So why on the same machine we have so strange results in case of Java API?

Firstly, even if there is a bug which reports using GPU or CPU, but under cover always uses GPU (this is also possible), then why Java API is slower than Python (6s. vs. 4.5s.)?

Moreover, when I run these tests with Java API 10000 times I got:
8.0s. on GPU
6.5s. on CPU

How to interpret these results?

tmichniewski · 2020-11-06T07:55:13Z

Hello Adam @Craigacp,
Did you manage to finish your test on this sample program?

saudet · 2020-11-06T08:39:02Z

Firstly, even if there is a bug which reports using GPU or CPU, but under cover always uses GPU (this is also possible), then why Java API is slower than Python (6s. vs. 4.5s.)?

Make sure XLA is enabled, see issue #134 (comment)

tmichniewski · 2020-11-06T09:27:57Z

How to use XLA in Java API?
In Python this is simple: @tf.function(experimental_compile=True) according to:
https://www.tensorflow.org/xla/tutorials/compile?hl=en

karllessard · 2020-11-06T14:02:32Z

Hi @tmichniewski , we can drill down in the problem a little bit deeper to continue our investigation, thanks for helping.
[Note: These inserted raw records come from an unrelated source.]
//! Source name attribute parsing and encoding
//!
//! Every entry in the source directory encodes its target name and its
//! metadata in its own name. Prefixes are stripped in a fixed order, then a
//! leading `dot_` becomes a literal `.`, and finally the template suffix (and
//! for encrypted files the encryption suffix) is removed.
//!
//! | source name                          | target   | attributes                  |
//! |--------------------------------------|----------|-----------------------------|
//! | `dot_bashrc`                         | `.bashrc`|                             |
//! | `private_executable_dot_x.tmpl`      | `.x`     | private, executable, template |
//! | `exact_dot_config`                   | `.config`| exact directory             |
//! | `run_once_before_install.sh`         | `install.sh` | script, once, order -1  |
//! | `literal_dot_git`                    | `dot_git`|                             |
//!
//! Parsing is total: any name decodes to something. Encoding is the exact
//! inverse, adding `literal_` and `.literal` where a target name would
//! otherwise be mistaken for an attribute.
//!
//! # Examples
//!
//! ```
//! use hearth_engine::attr::{FileAttr, ScriptCondition, SourceFileType};
//!
//! let attr = FileAttr::parse("run_once_before_dot_setup.sh.tmpl", ".age");
//! assert_eq!(attr.kind, SourceFileType::Script);
//! assert_eq!(attr.condition, ScriptCondition::Once);
//! assert_eq!(attr.order, -1);
//! assert!(attr.template);
//! assert_eq!(attr.target_name, ".setup.sh");
//! assert_eq!(attr.source_name(".age"), "run_once_before_dot_setup.sh.tmpl");
//! ```

use regex::Regex;
use serde::Serialize;
use std::sync::LazyLock;

pub(crate) const AFTER_PREFIX: &str = "after_";
pub(crate) const BEFORE_PREFIX: &str = "before_";
pub(crate) const CREATE_PREFIX: &str = "create_";
pub(crate) const DOT_PREFIX: &str = "dot_";
pub(crate) const EMPTY_PREFIX: &str = "empty_";
pub(crate) const ENCRYPTED_PREFIX: &str = "encrypted_";
pub(crate) const EXACT_PREFIX: &str = "exact_";
pub(crate) const EXECUTABLE_PREFIX: &str = "executable_";
pub(crate) const LITERAL_PREFIX: &str = "literal_";
pub(crate) const MODIFY_PREFIX: &str = "modify_";
pub(crate) const ONCE_PREFIX: &str = "once_";
pub(crate) const ONCHANGE_PREFIX: &str = "onchange_";
pub(crate) const PRIVATE_PREFIX: &str = "private_";
pub(crate) const READONLY_PREFIX: &str = "readonly_";
pub(crate) const REMOVE_PREFIX: &str = "remove_";
pub(crate) const RUN_PREFIX: &str = "run_";
pub(crate) const SYMLINK_PREFIX: &str = "symlink_";

/// Suffix marking a file as a template
pub const TEMPLATE_SUFFIX: &str = ".tmpl";
pub(crate) const LITERAL_SUFFIX: &str = ".literal";

static DIR_PREFIX_RE: LazyLock<Regex> = LazyLock::new(|| {
    Regex::new(r"\A(dot|exact|literal|readonly|private|remove)_").expect("Failed to compile attribute pattern")
});

static FILE_PREFIX_RE: LazyLock<Regex> = LazyLock::new(|| {
    Regex::new(
        r"\A(after|before|create|dot|empty|encrypted|executable|literal|modify|once|onchange|private|readonly|remove|run|symlink)_",
    )
    .expect("Failed to compile attribute pattern")
});

static FILE_SUFFIX_RE: LazyLock<Regex> =
    LazyLock::new(|| Regex::new(r"\.(literal|tmpl)\z").expect("Failed to compile attribute pattern"));

/// What a source file turns into in the target state
#[derive(Debug, Clone, Copy, Default, PartialEq, Eq, Hash, Serialize)]
#[serde(rename_all = "camelCase")]
pub enum SourceFileType {
    /// `create_`: written only if missing
    Create,
    /// A regular file
    #[default]
    File,
    /// `modify_`: a script that rewrites the current contents
    Modify,
    /// `remove_`: the target must not exist
    Remove,
    /// `run_`: a script executed during apply
    Script,
    /// `symlink_`: contents are the link target
    Symlink,
}

/// When a script runs
#[derive(Debug, Clone, Copy, Default, PartialEq, Eq, Hash, Serialize)]
#[serde(rename_all = "camelCase")]
pub enum ScriptCondition {
    /// Every apply
    #[default]
    Always,
    /// Once per distinct contents
    Once,
    /// Whenever the contents differ from the last run
    OnChange,
}

/// Decoded directory attributes
#[derive(Debug, Clone, Default, PartialEq, Eq, Hash, Serialize)]
#[serde(rename_all = "camelCase")]
pub struct DirAttr {
    /// Name in the destination
    pub target_name: String,
    /// Children not in the source are removed
    pub exact: bool,
    /// No group or other permissions
    pub private: bool,
    /// No write permissions
    pub read_only: bool,
    /// The directory is removed if empty
    pub remove: bool,
}

/// Decoded file attributes
#[derive(Debug, Clone, Default, PartialEq, Eq, Hash, Serialize)]
#[serde(rename_all = "camelCase")]
pub struct FileAttr {
    /// Name in the destination
    pub target_name: String,
    /// What the file becomes
    #[serde(rename = "type")]
    pub kind: SourceFileType,
    /// When a script runs
    pub condition: ScriptCondition,
    /// -1 for `before_` scripts, 1 for `after_`, otherwise 0
    pub order: i32,
    /// Kept even when empty
    pub empty: bool,
    /// Contents are encrypted
    pub encrypted: bool,
    /// Executable bits set
    pub executable: bool,
    /// No group or other permissions
    pub private: bool,
    /// No write permissions
    pub read_only: bool,
    /// Contents are a template
    pub template: bool,
}

fn take(name: &mut &str, prefix: &str) -> bool {
    match name.strip_prefix(prefix) {
        Some(rest) => {
            *name = rest;
            true
        }
        None => false,
    }
}

fn decode_dot(name: &str) -> String {
    if let Some(rest) = name.strip_prefix(DOT_PREFIX) {
        format!(".{rest}")
    } else if let Some(rest) = name.strip_prefix(LITERAL_PREFIX) {
        rest.to_string()
    } else {
        name.to_string()
    }
}

fn encode_dot(out: &mut String, target_name: &str, prefix_re: &Regex) {
    if let Some(rest) = target_name.strip_prefix('.') {
        out.push_str(DOT_PREFIX);
        out.push_str(rest);
    } else if prefix_re.is_match(target_name) {
        out.push_str(LITERAL_PREFIX);
        out.push_str(target_name);
    } else {
        out.push_str(target_name);
    }
}

impl DirAttr {
    /// Decode a directory's source name
    ///
    /// ```
    /// use hearth_engine::attr::DirAttr;
    ///
    /// let attr = DirAttr::parse("exact_private_dot_ssh");
    /// assert!(attr.exact && attr.private);
    /// assert_eq!(attr.target_name, ".ssh");
    /// ```
    pub fn parse(source_name: &str) -> Self {
        let mut name = source_name;
        let remove = take(&mut name, REMOVE_PREFIX);
        let exact = take(&mut name, EXACT_PREFIX);
        let private = take(&mut name, PRIVATE_PREFIX);
        let read_only = take(&mut name, READONLY_PREFIX);
        DirAttr {
            target_name: decode_dot(name),
            exact,
            private,
            read_only,
            remove,
        }
    }

    /// Encode back into a source name
    pub fn source_name(&self) -> String {
        let mut out = String::with_capacity(self.target_name.len() + 16);
        if self.remove {
            out.push_str(REMOVE_PREFIX);
        }
        if self.exact {
            out.push_str(EXACT_PREFIX);
        }
        if self.private {
            out.push_str(PRIVATE_PREFIX);
        }
        if self.read_only {
            out.push_str(READONLY_PREFIX);
        }
        encode_dot(&mut out, &self.target_name, &DIR_PREFIX_RE);
        out
    }

    /// Permission bits before the umask is applied
    pub fn perm(&self) -> u32 {
        let mut perm = 0o777;
        if self.private {
            perm &= !0o077;
        }
        if self.read_only {
            perm &= !0o222;
        }
        perm
    }
}

impl FileAttr {
    /// Decode a file's source name
    ///
    /// `encrypted_suffix` is stripped from encrypted files only.
    pub fn parse(source_name: &str, encrypted_suffix: &str) -> Self {
        let mut attr = FileAttr::default();
        let mut name = source_name;

        if take(&mut name, CREATE_PREFIX) {
            attr.kind = SourceFileType::Create;
            attr.encrypted = take(&mut name, ENCRYPTED_PREFIX);
            attr.private = take(&mut name, PRIVATE_PREFIX);
            attr.read_only = take(&mut name, READONLY_PREFIX);
            attr.executable = take(&mut name, EXECUTABLE_PREFIX);
        } else if take(&mut name, REMOVE_PREFIX) {
            attr.kind = SourceFileType::Remove;
        } else if take(&mut name, RUN_PREFIX) {
            attr.kind = SourceFileType::Script;
            if take(&mut name, ONCE_PREFIX) {
                attr.condition = ScriptCondition::Once;
            } else if take(&mut name, ONCHANGE_PREFIX) {
                attr.condition = ScriptCondition::OnChange;
            }
            if take(&mut name, BEFORE_PREFIX) {
                attr.order = -1;
            } else if take(&mut name, AFTER_PREFIX) {
                attr.order = 1;
            }
        } else if take(&mut name, SYMLINK_PREFIX) {
            attr.kind = SourceFileType::Symlink;
        } else if take(&mut name, MODIFY_PREFIX) {
            attr.kind = SourceFileType::Modify;
            attr.encrypted = take(&mut name, ENCRYPTED_PREFIX);
            attr.private = take(&mut name, PRIVATE_PREFIX);
            attr.read_only = take(&mut name, READONLY_PREFIX);
            attr.executable = take(&mut name, EXECUTABLE_PREFIX);
        } else {
            attr.encrypted = take(&mut name, ENCRYPTED_PREFIX);
            attr.private = take(&mut name, PRIVATE_PREFIX);
            attr.read_only = take(&mut name, READONLY_PREFIX);
            attr.empty = take(&mut name, EMPTY_PREFIX);
            attr.executable = take(&mut name, EXECUTABLE_PREFIX);
        }

        let mut target = decode_dot(name);
        if attr.encrypted && !encrypted_suffix.is_empty() {
            if let Some(stripped) = target.strip_suffix(encrypted_suffix) {
                target.truncate(stripped.len());
            }
        }
        if let Some(stripped) = target.strip_suffix(LITERAL_SUFFIX) {
            target.truncate(stripped.len());
        } else if let Some(stripped) = target.strip_suffix(TEMPLATE_SUFFIX) {
            attr.template = true;
            let stripped = stripped.strip_suffix(LITERAL_SUFFIX).unwrap_or(stripped);
            target.truncate(stripped.len());
        }
        attr.target_name = target;
        attr
    }

    /// Encode back into a source name
    pub fn source_name(&self, encrypted_suffix: &str) -> String {
        let mut out = String::with_capacity(self.target_name.len() + 32);
        let flags = |out: &mut String, empty: bool| {
            if self.encrypted {
                out.push_str(ENCRYPTED_PREFIX);
            }
            if self.private {
                out.push_str(PRIVATE_PREFIX);
            }
            if self.read_only {
                out.push_str(READONLY_PREFIX);
            }
            if empty && self.empty {
                out.push_str(EMPTY_PREFIX);
            }
            if self.executable {
                out.push_str(EXECUTABLE_PREFIX);
            }
        };
        match self.kind {
            SourceFileType::Create => {
                out.push_str(CREATE_PREFIX);
                flags(&mut out, false);
            }
            SourceFileType::File => flags(&mut out, true),
            SourceFileType::Modify => {
                out.push_str(MODIFY_PREFIX);
                flags(&mut out, false);
            }
            SourceFileType::Remove => out.push_str(REMOVE_PREFIX),
            SourceFileType::Script => {
                out.push_str(RUN_PREFIX);
                match self.condition {
                    ScriptCondition::Always => {}
                    ScriptCondition::Once => out.push_str(ONCE_PREFIX),
                    ScriptCondition::OnChange => out.push_str(ONCHANGE_PREFIX),
                }
                match self.order {
                    o if o < 0 => out.push_str(BEFORE_PREFIX),
                    o if o > 0 => out.push_str(AFTER_PREFIX),
                    _ => {}
                }
            }
            SourceFileType::Symlink => out.push_str(SYMLINK_PREFIX),
        }
        encode_dot(&mut out, &self.target_name, &FILE_PREFIX_RE);
        if FILE_SUFFIX_RE.is_match(&self.target_name) {
            out.push_str(LITERAL_SUFFIX);
        }
        if self.template {
            out.push_str(TEMPLATE_SUFFIX);
        }
        if self.encrypted {
            out.push_str(encrypted_suffix);
        }
        out
    }

    /// Whether this is a script that runs at most once per contents
    pub fn once(&self) -> bool {
        self.condition == ScriptCondition::Once
    }

    /// Permission bits before the umask is applied
    pub fn perm(&self) -> u32 {
        let mut perm = 0o666;
        if self.executable {
            perm |= 0o111;
        }
        if self.private {
            perm &= !0o077;
        }
        if self.read_only {
            perm &= !0o222;
        }
        perm
    }
}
What I would suggest now is to compare the performances if you stop fetching the outputs, to give us a better idea on the impacts of doing memory transfers between CPU and GPU. Maybe Python have better optimizations for doing this, we'll see.

Can you please change your loop for something like this and try again on both GPU and CPU?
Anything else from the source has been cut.